Work instructions
Would you show every line from the records that holds "write"?

Start of Block

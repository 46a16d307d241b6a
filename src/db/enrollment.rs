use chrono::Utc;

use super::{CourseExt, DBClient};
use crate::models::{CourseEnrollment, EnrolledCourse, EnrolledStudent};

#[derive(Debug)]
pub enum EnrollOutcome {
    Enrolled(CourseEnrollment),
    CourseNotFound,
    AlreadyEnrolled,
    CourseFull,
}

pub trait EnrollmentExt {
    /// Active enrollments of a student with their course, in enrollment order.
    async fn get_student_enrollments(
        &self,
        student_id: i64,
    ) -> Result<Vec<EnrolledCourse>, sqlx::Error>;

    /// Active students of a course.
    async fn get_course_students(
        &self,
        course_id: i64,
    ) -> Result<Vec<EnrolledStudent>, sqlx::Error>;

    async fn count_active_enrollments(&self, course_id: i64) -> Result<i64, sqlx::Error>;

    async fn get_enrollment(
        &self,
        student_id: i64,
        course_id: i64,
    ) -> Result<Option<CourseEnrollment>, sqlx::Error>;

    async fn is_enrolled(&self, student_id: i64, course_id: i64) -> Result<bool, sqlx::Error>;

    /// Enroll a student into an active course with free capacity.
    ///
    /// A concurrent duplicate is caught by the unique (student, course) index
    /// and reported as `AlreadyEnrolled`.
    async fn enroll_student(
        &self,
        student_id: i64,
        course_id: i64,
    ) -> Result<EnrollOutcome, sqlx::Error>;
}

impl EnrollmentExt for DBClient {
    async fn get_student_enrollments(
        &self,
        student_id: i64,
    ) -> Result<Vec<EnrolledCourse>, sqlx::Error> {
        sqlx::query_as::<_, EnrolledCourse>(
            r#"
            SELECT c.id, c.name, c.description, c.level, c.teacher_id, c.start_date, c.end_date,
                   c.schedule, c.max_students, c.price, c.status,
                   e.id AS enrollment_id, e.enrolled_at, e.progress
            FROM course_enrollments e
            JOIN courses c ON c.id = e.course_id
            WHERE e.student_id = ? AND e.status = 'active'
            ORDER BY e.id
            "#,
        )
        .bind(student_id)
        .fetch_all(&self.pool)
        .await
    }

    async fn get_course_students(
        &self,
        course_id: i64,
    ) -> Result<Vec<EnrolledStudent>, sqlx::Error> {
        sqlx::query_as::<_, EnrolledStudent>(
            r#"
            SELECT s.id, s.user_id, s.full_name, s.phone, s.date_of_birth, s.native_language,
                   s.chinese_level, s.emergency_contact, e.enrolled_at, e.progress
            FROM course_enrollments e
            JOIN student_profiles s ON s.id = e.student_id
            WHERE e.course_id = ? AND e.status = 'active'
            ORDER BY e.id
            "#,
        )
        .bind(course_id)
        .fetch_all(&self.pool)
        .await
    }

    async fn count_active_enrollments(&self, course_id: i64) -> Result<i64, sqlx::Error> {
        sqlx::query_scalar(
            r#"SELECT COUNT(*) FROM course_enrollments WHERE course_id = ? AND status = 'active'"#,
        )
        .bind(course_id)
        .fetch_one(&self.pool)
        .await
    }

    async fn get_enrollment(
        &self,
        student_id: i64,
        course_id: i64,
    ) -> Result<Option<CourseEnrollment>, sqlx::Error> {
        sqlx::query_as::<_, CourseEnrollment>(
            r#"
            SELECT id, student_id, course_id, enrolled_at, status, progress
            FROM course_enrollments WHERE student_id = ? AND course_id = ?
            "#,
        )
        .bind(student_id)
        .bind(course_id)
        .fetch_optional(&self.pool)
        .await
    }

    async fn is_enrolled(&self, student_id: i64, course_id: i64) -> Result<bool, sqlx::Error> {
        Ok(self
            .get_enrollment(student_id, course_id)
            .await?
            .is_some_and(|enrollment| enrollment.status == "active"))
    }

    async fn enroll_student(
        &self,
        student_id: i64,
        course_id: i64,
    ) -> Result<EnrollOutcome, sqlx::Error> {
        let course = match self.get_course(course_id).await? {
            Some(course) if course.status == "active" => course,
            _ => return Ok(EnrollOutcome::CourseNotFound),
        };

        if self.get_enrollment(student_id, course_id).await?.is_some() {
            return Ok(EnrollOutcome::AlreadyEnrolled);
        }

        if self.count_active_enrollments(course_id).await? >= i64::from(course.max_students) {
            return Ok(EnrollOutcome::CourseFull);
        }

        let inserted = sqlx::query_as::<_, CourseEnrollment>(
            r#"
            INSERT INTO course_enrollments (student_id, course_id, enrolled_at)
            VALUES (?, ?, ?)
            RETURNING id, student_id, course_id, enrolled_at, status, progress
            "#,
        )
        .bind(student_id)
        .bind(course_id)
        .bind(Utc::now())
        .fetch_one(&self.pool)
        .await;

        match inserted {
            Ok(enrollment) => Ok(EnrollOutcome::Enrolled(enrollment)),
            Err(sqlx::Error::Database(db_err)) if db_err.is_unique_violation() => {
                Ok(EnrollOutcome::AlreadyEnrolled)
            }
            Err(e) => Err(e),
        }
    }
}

End of Block
Start of Block

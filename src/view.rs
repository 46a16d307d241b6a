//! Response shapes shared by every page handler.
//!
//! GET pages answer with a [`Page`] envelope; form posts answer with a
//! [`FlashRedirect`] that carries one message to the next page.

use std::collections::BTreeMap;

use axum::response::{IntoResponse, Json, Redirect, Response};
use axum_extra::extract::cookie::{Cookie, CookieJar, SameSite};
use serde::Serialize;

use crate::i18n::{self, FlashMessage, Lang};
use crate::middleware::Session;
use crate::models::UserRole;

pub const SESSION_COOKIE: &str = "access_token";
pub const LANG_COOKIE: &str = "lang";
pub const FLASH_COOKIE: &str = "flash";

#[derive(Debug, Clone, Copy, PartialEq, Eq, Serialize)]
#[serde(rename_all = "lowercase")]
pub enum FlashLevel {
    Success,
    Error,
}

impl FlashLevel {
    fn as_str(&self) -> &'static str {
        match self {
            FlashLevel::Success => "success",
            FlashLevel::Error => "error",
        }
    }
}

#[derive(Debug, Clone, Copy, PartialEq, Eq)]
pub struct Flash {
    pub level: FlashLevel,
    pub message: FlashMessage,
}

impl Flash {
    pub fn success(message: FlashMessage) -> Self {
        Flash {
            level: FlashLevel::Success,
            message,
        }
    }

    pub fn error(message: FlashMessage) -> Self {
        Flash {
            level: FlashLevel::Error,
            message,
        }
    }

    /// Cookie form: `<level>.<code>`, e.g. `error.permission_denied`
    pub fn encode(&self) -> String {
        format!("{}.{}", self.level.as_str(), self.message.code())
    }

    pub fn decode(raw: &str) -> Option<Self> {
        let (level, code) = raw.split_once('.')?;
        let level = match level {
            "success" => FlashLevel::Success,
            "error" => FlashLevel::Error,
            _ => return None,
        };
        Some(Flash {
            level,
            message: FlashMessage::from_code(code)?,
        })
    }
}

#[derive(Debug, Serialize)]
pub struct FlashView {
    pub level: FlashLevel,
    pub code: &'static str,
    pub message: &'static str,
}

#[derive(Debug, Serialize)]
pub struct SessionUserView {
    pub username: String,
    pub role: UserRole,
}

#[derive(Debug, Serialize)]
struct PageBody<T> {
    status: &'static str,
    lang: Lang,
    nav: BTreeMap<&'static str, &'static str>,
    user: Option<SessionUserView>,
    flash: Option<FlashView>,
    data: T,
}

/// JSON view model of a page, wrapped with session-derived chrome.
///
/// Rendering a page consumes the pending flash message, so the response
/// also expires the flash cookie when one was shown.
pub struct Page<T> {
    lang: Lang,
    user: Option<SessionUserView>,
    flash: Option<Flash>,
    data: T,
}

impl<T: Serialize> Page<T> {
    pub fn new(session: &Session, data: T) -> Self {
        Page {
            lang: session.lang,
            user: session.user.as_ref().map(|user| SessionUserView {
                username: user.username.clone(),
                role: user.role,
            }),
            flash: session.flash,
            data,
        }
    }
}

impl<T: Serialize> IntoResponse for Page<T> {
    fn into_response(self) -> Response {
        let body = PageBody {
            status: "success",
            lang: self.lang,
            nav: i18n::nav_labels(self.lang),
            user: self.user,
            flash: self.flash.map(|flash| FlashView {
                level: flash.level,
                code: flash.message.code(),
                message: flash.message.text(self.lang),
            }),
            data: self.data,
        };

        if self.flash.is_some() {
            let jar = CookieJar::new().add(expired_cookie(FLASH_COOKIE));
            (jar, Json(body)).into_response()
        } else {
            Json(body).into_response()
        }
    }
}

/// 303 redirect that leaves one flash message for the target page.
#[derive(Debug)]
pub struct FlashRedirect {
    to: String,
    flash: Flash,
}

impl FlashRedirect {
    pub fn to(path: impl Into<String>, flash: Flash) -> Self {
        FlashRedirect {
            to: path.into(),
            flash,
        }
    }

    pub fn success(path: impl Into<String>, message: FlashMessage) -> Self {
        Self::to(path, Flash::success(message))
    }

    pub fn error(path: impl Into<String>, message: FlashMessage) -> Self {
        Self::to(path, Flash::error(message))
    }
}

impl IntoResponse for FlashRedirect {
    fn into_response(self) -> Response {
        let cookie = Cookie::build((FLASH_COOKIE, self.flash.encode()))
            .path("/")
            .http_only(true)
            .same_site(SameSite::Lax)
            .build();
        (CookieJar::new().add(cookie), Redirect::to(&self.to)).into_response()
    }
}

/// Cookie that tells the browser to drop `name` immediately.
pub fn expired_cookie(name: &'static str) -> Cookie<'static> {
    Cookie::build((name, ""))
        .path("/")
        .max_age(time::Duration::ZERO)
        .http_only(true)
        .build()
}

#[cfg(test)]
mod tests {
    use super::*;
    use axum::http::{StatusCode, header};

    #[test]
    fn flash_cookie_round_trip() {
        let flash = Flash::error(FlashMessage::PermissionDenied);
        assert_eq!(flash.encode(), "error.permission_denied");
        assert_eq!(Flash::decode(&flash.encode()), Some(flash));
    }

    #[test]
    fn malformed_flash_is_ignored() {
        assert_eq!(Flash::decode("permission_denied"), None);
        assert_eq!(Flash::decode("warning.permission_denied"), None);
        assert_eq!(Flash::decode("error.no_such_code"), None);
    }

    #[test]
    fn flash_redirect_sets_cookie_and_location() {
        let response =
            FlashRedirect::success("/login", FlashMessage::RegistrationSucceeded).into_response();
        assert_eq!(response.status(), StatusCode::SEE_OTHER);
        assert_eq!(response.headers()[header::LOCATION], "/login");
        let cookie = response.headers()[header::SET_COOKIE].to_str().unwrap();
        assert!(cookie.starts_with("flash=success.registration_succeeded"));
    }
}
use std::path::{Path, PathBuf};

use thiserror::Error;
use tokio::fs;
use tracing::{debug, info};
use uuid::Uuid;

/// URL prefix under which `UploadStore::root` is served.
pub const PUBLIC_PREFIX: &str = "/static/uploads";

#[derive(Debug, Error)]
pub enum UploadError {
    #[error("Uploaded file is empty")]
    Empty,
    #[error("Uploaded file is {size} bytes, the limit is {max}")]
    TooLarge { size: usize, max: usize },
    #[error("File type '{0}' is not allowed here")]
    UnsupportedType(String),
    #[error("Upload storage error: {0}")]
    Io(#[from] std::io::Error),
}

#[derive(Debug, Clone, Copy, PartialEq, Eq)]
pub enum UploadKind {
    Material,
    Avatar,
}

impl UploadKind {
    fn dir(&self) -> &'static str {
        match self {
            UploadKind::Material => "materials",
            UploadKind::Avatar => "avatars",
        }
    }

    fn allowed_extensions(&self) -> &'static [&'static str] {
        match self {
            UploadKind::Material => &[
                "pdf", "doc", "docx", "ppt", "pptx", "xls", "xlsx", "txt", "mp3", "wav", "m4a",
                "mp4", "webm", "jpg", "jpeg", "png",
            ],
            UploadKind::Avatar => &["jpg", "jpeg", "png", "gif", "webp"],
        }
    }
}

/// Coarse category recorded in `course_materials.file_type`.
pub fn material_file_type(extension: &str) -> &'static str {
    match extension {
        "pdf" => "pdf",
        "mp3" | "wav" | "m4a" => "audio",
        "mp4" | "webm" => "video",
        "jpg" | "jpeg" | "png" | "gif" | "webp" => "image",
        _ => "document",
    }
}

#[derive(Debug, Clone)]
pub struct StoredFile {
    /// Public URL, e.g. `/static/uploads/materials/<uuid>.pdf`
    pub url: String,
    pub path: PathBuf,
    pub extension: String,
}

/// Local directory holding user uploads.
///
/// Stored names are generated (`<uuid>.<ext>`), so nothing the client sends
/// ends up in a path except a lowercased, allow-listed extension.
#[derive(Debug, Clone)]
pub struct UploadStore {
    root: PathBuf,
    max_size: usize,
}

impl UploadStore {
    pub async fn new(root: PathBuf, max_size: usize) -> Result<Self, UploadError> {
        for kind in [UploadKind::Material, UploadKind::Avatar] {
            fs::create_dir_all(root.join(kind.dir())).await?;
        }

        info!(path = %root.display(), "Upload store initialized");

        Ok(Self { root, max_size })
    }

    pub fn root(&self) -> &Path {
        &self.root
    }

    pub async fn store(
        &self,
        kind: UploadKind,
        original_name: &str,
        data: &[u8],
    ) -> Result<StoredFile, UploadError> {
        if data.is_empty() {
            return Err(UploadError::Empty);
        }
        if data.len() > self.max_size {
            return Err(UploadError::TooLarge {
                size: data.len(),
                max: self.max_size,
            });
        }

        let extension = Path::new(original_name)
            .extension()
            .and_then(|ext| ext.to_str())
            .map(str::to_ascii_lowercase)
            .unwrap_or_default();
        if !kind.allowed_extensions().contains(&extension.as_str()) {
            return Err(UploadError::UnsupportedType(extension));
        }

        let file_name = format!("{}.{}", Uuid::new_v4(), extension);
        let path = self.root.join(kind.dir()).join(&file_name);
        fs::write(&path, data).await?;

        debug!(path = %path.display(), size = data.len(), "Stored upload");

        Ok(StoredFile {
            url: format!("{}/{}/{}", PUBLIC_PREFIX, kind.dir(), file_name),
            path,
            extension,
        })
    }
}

End of Block
Start of Block

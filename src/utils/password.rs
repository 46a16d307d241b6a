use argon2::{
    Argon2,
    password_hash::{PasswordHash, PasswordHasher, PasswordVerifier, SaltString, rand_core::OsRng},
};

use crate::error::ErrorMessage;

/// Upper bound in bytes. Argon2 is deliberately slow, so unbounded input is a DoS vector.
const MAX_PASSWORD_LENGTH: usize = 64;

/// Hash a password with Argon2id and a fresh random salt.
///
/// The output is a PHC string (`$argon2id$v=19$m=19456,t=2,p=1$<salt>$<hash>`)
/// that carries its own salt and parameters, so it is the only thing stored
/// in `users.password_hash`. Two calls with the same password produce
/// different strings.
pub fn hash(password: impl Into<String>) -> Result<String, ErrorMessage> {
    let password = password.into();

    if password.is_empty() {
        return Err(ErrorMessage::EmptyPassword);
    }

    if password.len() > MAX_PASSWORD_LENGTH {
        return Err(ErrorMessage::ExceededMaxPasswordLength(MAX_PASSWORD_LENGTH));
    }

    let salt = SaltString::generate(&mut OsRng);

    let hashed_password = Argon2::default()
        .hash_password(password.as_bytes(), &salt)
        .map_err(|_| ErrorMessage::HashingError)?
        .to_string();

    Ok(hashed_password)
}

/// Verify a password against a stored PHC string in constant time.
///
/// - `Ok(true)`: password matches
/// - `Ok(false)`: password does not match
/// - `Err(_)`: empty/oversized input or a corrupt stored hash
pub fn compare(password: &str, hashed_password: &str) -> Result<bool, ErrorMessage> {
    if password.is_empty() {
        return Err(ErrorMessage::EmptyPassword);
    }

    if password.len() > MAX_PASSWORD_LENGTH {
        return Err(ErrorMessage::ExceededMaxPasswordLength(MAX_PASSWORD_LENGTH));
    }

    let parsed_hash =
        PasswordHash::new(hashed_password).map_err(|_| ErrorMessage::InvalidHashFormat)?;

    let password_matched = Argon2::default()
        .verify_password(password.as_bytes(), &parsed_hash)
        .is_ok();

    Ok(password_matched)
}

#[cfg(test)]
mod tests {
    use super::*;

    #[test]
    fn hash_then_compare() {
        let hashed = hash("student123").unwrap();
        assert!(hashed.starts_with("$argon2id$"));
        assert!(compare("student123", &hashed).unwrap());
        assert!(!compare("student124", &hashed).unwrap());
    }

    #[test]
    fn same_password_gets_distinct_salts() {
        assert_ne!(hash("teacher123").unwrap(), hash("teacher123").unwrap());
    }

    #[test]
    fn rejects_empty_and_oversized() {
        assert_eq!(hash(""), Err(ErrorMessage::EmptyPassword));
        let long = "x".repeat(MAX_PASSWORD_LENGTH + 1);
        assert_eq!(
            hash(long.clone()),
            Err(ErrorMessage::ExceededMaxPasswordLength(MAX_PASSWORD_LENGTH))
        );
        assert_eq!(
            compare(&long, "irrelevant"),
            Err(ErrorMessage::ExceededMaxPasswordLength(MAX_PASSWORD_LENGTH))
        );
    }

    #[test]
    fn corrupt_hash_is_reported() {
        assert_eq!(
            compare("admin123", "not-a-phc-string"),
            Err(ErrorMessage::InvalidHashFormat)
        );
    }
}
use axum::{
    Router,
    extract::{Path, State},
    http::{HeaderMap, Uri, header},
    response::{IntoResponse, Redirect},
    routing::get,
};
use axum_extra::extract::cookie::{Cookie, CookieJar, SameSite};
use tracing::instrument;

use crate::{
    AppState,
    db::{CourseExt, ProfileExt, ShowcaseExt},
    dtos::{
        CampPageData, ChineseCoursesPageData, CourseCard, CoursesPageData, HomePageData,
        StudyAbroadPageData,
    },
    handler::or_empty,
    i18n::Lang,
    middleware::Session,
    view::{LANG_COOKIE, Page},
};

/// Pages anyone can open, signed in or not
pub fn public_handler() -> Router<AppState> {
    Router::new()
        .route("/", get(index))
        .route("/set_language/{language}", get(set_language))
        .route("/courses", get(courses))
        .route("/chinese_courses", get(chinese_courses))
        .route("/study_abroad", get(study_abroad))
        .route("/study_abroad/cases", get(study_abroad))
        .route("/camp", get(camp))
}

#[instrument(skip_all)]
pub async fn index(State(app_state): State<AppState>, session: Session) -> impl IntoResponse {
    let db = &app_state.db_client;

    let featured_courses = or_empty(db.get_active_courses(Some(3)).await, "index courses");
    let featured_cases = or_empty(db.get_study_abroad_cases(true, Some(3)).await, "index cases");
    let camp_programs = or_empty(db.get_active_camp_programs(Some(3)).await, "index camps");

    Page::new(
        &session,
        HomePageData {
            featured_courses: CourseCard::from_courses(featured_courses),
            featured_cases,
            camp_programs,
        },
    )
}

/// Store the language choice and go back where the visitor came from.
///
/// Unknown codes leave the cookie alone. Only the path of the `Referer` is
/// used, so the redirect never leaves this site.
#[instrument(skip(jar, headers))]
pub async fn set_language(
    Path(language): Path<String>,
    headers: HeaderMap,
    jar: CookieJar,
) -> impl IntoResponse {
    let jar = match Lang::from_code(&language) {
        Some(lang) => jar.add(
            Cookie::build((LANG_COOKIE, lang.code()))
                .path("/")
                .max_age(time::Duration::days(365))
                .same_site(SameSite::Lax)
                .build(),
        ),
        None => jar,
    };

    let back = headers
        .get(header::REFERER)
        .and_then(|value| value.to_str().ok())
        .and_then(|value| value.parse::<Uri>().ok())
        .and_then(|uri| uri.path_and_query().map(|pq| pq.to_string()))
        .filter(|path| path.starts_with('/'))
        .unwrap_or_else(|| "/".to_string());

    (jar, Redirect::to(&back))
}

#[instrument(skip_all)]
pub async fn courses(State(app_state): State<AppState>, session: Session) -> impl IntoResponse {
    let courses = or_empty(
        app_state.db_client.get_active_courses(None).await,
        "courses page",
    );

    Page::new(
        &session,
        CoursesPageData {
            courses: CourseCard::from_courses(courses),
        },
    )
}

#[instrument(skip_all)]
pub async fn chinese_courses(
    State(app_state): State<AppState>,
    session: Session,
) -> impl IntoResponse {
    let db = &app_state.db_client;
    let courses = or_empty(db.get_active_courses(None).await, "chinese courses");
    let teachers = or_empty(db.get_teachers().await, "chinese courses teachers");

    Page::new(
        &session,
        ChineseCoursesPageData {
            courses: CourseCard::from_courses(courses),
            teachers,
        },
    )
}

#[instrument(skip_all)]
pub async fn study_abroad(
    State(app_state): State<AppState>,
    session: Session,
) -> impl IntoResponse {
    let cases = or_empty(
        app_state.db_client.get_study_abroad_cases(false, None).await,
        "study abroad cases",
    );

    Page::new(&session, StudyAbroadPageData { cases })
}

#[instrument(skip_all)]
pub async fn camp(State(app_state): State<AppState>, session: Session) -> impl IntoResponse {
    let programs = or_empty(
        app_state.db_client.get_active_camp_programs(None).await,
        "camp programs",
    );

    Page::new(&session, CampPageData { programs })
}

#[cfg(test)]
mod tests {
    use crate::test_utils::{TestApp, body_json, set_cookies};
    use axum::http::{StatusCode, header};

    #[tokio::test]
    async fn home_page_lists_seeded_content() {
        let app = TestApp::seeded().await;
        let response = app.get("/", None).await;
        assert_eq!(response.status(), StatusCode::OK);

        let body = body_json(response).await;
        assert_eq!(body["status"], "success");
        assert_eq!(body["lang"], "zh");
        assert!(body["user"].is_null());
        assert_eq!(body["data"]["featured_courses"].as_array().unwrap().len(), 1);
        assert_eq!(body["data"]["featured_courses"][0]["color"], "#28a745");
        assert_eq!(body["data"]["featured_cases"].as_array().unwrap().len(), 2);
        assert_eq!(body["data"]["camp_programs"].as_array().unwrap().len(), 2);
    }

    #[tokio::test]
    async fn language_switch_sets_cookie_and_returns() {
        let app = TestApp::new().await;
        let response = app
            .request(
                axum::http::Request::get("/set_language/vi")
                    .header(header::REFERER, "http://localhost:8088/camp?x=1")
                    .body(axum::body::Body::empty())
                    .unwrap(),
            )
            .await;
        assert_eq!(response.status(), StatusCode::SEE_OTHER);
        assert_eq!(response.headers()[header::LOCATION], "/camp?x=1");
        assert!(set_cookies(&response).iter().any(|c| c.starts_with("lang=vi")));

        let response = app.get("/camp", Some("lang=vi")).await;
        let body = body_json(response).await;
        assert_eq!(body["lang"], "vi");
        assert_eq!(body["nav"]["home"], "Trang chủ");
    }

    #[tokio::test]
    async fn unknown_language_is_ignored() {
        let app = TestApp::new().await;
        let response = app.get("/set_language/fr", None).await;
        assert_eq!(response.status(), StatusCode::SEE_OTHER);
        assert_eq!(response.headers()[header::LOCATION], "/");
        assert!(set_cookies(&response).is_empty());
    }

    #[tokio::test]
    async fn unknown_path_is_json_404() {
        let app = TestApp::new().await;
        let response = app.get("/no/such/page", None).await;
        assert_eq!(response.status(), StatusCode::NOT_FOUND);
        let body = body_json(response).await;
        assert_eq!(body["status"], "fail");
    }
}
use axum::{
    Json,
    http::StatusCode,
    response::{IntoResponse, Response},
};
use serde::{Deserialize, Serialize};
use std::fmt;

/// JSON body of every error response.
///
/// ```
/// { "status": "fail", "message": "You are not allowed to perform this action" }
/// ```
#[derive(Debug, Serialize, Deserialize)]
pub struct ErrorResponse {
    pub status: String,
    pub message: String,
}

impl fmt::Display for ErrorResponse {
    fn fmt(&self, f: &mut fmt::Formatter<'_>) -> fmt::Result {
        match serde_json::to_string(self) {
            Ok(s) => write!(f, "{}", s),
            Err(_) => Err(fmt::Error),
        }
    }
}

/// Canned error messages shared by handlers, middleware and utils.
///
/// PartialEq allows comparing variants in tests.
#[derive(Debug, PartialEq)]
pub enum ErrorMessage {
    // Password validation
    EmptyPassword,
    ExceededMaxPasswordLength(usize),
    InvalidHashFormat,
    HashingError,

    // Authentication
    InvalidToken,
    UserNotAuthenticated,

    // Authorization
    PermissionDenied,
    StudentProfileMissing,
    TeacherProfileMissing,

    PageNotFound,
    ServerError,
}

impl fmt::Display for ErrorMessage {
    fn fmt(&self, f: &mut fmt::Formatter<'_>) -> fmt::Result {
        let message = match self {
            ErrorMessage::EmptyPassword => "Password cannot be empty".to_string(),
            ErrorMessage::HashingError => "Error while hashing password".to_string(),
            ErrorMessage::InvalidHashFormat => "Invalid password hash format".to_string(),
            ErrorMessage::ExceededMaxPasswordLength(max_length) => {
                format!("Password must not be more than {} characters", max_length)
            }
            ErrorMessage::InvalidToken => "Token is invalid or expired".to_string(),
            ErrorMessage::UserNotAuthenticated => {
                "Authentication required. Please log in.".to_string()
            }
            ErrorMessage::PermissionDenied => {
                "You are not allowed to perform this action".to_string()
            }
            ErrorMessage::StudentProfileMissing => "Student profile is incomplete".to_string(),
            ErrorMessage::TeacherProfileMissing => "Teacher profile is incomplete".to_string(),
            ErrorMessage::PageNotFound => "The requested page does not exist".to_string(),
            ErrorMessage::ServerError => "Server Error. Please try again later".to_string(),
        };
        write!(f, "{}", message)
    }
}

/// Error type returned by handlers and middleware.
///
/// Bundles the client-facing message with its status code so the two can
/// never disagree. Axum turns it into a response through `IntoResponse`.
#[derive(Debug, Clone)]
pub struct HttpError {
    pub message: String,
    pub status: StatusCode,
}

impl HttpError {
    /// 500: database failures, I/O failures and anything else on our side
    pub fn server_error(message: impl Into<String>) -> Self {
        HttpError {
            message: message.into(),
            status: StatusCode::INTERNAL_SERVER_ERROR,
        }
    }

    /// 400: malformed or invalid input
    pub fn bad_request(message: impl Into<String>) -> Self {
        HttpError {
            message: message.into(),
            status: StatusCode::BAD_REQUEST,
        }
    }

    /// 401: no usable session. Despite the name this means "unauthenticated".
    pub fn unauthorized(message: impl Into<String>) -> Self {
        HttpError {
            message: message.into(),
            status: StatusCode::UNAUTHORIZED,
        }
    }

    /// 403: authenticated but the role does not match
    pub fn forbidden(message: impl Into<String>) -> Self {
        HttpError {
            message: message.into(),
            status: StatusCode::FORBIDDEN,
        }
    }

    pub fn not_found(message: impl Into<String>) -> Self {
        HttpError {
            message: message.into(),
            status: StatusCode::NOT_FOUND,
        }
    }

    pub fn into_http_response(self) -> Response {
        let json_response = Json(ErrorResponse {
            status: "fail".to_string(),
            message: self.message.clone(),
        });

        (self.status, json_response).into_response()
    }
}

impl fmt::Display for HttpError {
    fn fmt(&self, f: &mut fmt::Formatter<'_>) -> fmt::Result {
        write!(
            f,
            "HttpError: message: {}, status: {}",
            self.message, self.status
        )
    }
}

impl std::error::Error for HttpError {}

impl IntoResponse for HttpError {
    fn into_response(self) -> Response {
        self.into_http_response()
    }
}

End of Block

Task output
        fs::write(&path, data).await?;
            Ok(s) => write!(f, "{}", s),
        write!(f, "{}", message)
        write!(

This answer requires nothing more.